Although the pandemic is far from over, many of us are starting to speculate about its long-term political, economic, and social consequences. There is the distinct possibility that COVID-19 could change the playing field for financial markets for years to come, however, it has yet to be established which lessons, if any, will have been learned from the handling of the pandemic. Will the continuing easing of the UK’s lockdown provide the economy with the boost that it so desperately needs, or is it just a matter of time before a second lockdown emerges and the economy suffers once again? Will social norms and consumer preferences be forever changed by the pandemic? And what will the post-COVID-19 consumer landscape look like? The range of outcomes is wide and undefined, with the pandemic not only revealing the strengths and weaknesses of how the country is dealing with the crisis, but also highlighting the vulnerabilities and social divisions across society.

Saul Fulda, Investment Analyst at Redmayne Bentley says: “The idea that ESG investing negatively impacts returns is a key stumbling-block to its take-off. We need to help remove this fallacy.”

Ultimately, the economy shrank by 20.4% in April - the largest monthly fall on record. Back in March, when the pandemic had reached Europe and North America, nearly all public markets saw unprecedented losses, however, ESG-related investments saw roughly half the losses of the main indices. Prime Minister Boris Johnson said the country would “bounce back” from the pandemic, and he has set out plans for a building boom. Chancellor Rishi Sunak will lead an Infrastructure Delivery Taskforce, which aims to help to remove “bottlenecks” faced by major projects. These measures will look to boost job numbers and improve connectivity for cities, towns and villages.

It might be too soon to analyse the behavioural changes influenced by COVID-19, however, it is likely it will lead to a strengthening in momentum that is propelling the sustainability movement. The social issues, such as employment conditions, social safety nets and access to health services, may move up the agenda driven by the emphasis on the importance of the “S” in ESG investing. The pandemic has already influenced a huge uptick in demand towards the digital economy as consumers explore how to live their lives with reduced social contact. This looks set to continue into the post-COVID-19 world, with the push towards digital and adaptation of remote working and socialising asking awkward questions of the previous norm.

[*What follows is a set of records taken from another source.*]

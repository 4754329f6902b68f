use std::path::PathBuf;

use anyhow::{Context, Result};
use api_catalog::{WireCodec, parse_link};
use bpaf::Bpaf;

use super::{read_listing, write_output};

#[derive(Debug, Clone, Bpaf)]
pub struct RewriteArgs {
    /// Base the links currently live under
    #[bpaf(long("from"), argument("URL"))]
    pub from: String,

    /// Base to move the links to
    #[bpaf(long("to"), argument("URL"))]
    pub to: String,

    /// Write the result to FILE instead of stdout
    #[bpaf(short('o'), long("output"), argument("FILE"))]
    pub output: Option<PathBuf>,

    /// Directory list to relocate
    #[bpaf(positional("FILE"))]
    pub file: PathBuf,
}

pub fn render(args: &RewriteArgs, codec: &WireCodec) -> Result<String> {
    let from = parse_link(&args.from).context("invalid --from")?;
    let to = parse_link(&args.to).context("invalid --to")?;
    let listing = read_listing(codec, &args.file)?;
    codec
        .encode_listing(&listing.rewrite_urls(&from, &to))
        .context("failed to encode listing")
}

pub fn run(args: &RewriteArgs, codec: &WireCodec) -> Result<()> {
    write_output(&render(args, codec)?, args.output.as_deref())
}

#[cfg(test)]
mod tests {
    use super::*;
    use crate::commands::test_support::write_listing;

    #[test]
    fn moves_links_under_the_mirror() -> anyhow::Result<()> {
        let tmp = tempfile::tempdir()?;
        let file = write_listing(tmp.path(), "catalog.json", &[("tasks:v1", "tasks", "v1", 0)]);
        let args = RewriteArgs {
            from: "https://apis.test/discovery/".into(),
            to: "http://mirror.test/cache/".into(),
            output: None,
            file,
        };
        let value: serde_json::Value = serde_json::from_str(&render(&args, &WireCodec::new())?)?;
        assert_eq!(
            value["items"][0]["discoveryLink"],
            "http://mirror.test/cache/tasks/v1"
        );
        Ok(())
    }

    #[test]
    fn rejects_relative_bases() -> anyhow::Result<()> {
        let tmp = tempfile::tempdir()?;
        let file = write_listing(tmp.path(), "catalog.json", &[("x:1", "x", "1", 0)]);
        let args = RewriteArgs {
            from: "discovery/".into(),
            to: "http://mirror.test/".into(),
            output: None,
            file,
        };
        let err = render(&args, &WireCodec::new()).expect_err("relative base");
        assert!(format!("{err:#}").contains("invalid --from"));
        Ok(())
    }
}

The pandemic has made crystal clear the link between our actions and the health of the planet. In March, it was widely reported that pollution and greenhouse gas emissions had fallen across continents. As countries attempted to contain the spread of the virus, social and economic restrictions saw reduced emissions and energy usage. The Ministry of Ecology and Environment reported that the proportion of days with “good quality air” was up 11.4% compared to the same time last year in 337 cities across China. Satellite images across Europe showed that nitrogen dioxide emissions faded away over northern Italy, with a similar story across Spain and the UK. In a post-COVID-19 world, respect for and appreciation of natural assets such as cleaner air, water and healthy food may be pushed higher up the world’s agenda as consumer preference continues to modify corporate output.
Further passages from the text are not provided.